═════ RECORDED DATA ═════

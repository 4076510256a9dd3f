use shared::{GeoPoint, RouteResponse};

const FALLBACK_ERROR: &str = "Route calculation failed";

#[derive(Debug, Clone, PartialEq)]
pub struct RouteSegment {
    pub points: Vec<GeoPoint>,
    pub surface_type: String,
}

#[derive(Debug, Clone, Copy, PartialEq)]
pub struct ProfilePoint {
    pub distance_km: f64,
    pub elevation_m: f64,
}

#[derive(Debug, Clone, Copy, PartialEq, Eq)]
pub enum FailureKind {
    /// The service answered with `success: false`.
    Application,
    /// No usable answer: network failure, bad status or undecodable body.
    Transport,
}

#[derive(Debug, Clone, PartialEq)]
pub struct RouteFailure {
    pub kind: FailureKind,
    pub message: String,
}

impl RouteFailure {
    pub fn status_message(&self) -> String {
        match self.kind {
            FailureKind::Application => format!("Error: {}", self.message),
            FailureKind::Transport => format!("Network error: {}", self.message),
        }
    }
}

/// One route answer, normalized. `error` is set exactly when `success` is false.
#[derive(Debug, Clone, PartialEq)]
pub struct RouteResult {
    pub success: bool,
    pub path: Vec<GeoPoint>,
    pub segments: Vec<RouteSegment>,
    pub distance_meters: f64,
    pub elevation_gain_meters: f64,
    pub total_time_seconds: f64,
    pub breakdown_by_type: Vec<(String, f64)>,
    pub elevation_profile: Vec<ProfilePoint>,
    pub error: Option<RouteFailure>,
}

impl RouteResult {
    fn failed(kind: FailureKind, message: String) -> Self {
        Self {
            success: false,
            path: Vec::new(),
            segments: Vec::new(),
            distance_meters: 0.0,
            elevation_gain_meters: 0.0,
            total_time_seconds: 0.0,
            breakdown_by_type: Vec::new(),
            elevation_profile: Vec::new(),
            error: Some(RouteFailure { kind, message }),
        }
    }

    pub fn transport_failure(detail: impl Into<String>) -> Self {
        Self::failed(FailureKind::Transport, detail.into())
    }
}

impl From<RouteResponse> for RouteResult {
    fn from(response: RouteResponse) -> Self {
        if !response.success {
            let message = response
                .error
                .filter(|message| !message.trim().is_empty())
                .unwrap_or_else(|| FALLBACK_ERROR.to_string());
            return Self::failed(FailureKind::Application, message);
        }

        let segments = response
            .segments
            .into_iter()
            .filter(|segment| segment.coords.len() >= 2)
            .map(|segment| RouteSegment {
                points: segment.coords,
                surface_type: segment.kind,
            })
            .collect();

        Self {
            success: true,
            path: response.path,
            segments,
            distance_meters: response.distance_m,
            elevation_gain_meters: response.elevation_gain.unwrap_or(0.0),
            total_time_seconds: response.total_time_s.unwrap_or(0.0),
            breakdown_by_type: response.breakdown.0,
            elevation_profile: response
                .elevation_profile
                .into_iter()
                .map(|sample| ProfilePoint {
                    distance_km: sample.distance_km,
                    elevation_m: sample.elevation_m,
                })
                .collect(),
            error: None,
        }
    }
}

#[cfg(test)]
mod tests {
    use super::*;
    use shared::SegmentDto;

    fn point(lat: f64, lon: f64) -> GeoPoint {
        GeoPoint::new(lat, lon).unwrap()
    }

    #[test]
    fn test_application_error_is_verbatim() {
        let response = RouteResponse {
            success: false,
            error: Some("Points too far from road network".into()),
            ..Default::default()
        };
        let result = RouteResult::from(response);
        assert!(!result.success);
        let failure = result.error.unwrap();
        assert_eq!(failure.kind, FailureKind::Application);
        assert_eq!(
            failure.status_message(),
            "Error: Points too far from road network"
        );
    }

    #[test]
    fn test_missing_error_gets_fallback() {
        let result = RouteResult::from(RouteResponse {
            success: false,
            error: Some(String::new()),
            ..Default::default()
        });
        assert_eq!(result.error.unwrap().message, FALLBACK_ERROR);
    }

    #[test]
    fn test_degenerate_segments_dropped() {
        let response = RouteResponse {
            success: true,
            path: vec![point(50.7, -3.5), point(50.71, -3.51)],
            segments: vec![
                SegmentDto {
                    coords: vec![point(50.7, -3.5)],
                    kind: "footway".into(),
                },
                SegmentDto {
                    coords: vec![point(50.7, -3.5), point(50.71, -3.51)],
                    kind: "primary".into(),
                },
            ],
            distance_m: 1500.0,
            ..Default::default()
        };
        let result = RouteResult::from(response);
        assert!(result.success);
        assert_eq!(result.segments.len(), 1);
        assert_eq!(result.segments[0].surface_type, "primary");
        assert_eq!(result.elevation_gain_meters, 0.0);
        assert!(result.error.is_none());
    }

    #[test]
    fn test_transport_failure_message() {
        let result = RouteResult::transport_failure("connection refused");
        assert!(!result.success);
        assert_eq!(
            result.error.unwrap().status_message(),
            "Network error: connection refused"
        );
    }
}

═════

*ACTIVITY:*
Would you please copy out every line of the data exactly?

*TASK RESPONSE:*
repository 4076510256a9dd3f
use shared::{GeoPoint, RouteResponse};

const FALLBACK_ERROR: &str = "Route calculation failed";

#[derive(Debug, Clone, PartialEq)]
pub struct RouteSegment {
    pub points: Vec<GeoPoint>,
    pub surface_type: String,
}

#[derive(Debug, Clone, Copy, PartialEq)]
pub struct ProfilePoint {
    pub distance_km: f64,
    pub elevation_m: f64,
}

#[derive(Debug, Clone, Copy, PartialEq, Eq)]
pub enum FailureKind {
    /// The service answered with `success: false`.
    Application,
    /// No usable answer: network failure, bad status or undecodable body.
    Transport,
}

#[derive(Debug, Clone, PartialEq)]
pub struct RouteFailure {
    pub kind: FailureKind,
    pub message: String,
}

impl RouteFailure {
    pub fn status_message(&self) -> String {
        match self.kind {
            FailureKind::Application => format!("Error: {}", self.message),
            FailureKind::Transport => format!("Network error: {}", self.message),
        }
    }
}

/// One route answer, normalized. `error` is set exactly when `success` is false.
#[derive(Debug, Clone, PartialEq)]
pub struct RouteResult {
    pub success: bool,
    pub path: Vec<GeoPoint>,
    pub segments: Vec<RouteSegment>,
    pub distance_meters: f64,
    pub elevation_gain_meters: f64,
    pub total_time_seconds: f64,
    pub breakdown_by_type: Vec<(String, f64)>,
    pub elevation_profile: Vec<ProfilePoint>,
    pub error: Option<RouteFailure>,
}

impl RouteResult {
    fn failed(kind: FailureKind, message: String) -> Self {
        Self {
            success: false,
            path: Vec::new(),
            segments: Vec::new(),
            distance_meters: 0.0,
            elevation_gain_meters: 0.0,
            total_time_seconds: 0.0,
            breakdown_by_type: Vec::new(),
            elevation_profile: Vec::new(),
            error: Some(RouteFailure { kind, message }),
        }
    }

    pub fn transport_failure(detail: impl Into<String>) -> Self {
        Self::failed(FailureKind::Transport, detail.into())
    }
}

impl From<RouteResponse> for RouteResult {
    fn from(response: RouteResponse) -> Self {
        if !response.success {
            let message = response
                .error
                .filter(|message| !message.trim().is_empty())
                .unwrap_or_else(|| FALLBACK_ERROR.to_string());
            return Self::failed(FailureKind::Application, message);
        }

        let segments = response
            .segments
            .into_iter()
            .filter(|segment| segment.coords.len() >= 2)
            .map(|segment| RouteSegment {
                points: segment.coords,
                surface_type: segment.kind,
            })
            .collect();

        Self {
            success: true,
            path: response.path,
            segments,
            distance_meters: response.distance_m,
            elevation_gain_meters: response.elevation_gain.unwrap_or(0.0),
            total_time_seconds: response.total_time_s.unwrap_or(0.0),
            breakdown_by_type: response.breakdown.0,
            elevation_profile: response
                .elevation_profile
                .into_iter()
                .map(|sample| ProfilePoint {
                    distance_km: sample.distance_km,
                    elevation_m: sample.elevation_m,
                })
                .collect(),
            error: None,
        }
    }
}

#[cfg(test)]
mod tests {
    use super::*;
    use shared::SegmentDto;

    fn point(lat: f64, lon: f64) -> GeoPoint {
        GeoPoint::new(lat, lon).unwrap()
    }

    #[test]
    fn test_application_error_is_verbatim() {
        let response = RouteResponse {
            success: false,
            error: Some("Points too far from road network".into()),
            ..Default::default()
        };
        let result = RouteResult::from(response);
        assert!(!result.success);
        let failure = result.error.unwrap();
        assert_eq!(failure.kind, FailureKind::Application);
        assert_eq!(
            failure.status_message(),
            "Error: Points too far from road network"
        );
    }

    #[test]
    fn test_missing_error_gets_fallback() {
        let result = RouteResult::from(RouteResponse {
            success: false,
            error: Some(String::new()),
            ..Default::default()
        });
        assert_eq!(result.error.unwrap().message, FALLBACK_ERROR);
    }

    #[test]
    fn test_degenerate_segments_dropped() {
        let response = RouteResponse {
            success: true,
            path: vec![point(50.7, -3.5), point(50.71, -3.51)],
            segments: vec![
                SegmentDto {
                    coords: vec![point(50.7, -3.5)],
                    kind: "footway".into(),
                },
                SegmentDto {
                    coords: vec![point(50.7, -3.5), point(50.71, -3.51)],
                    kind: "primary".into(),
                },
            ],
            distance_m: 1500.0,
            ..Default::default()
        };
        let result = RouteResult::from(response);
        assert!(result.success);
        assert_eq!(result.segments.len(), 1);
        assert_eq!(result.segments[0].surface_type, "primary");
        assert_eq!(result.elevation_gain_meters, 0.0);
        assert!(result.error.is_none());
    }

    #[test]
    fn test_transport_failure_message() {
        let result = RouteResult::transport_failure("connection refused");
        assert!(!result.success);
        assert_eq!(
            result.error.unwrap().status_message(),
            "Network error: connection refused"
        );
    }
}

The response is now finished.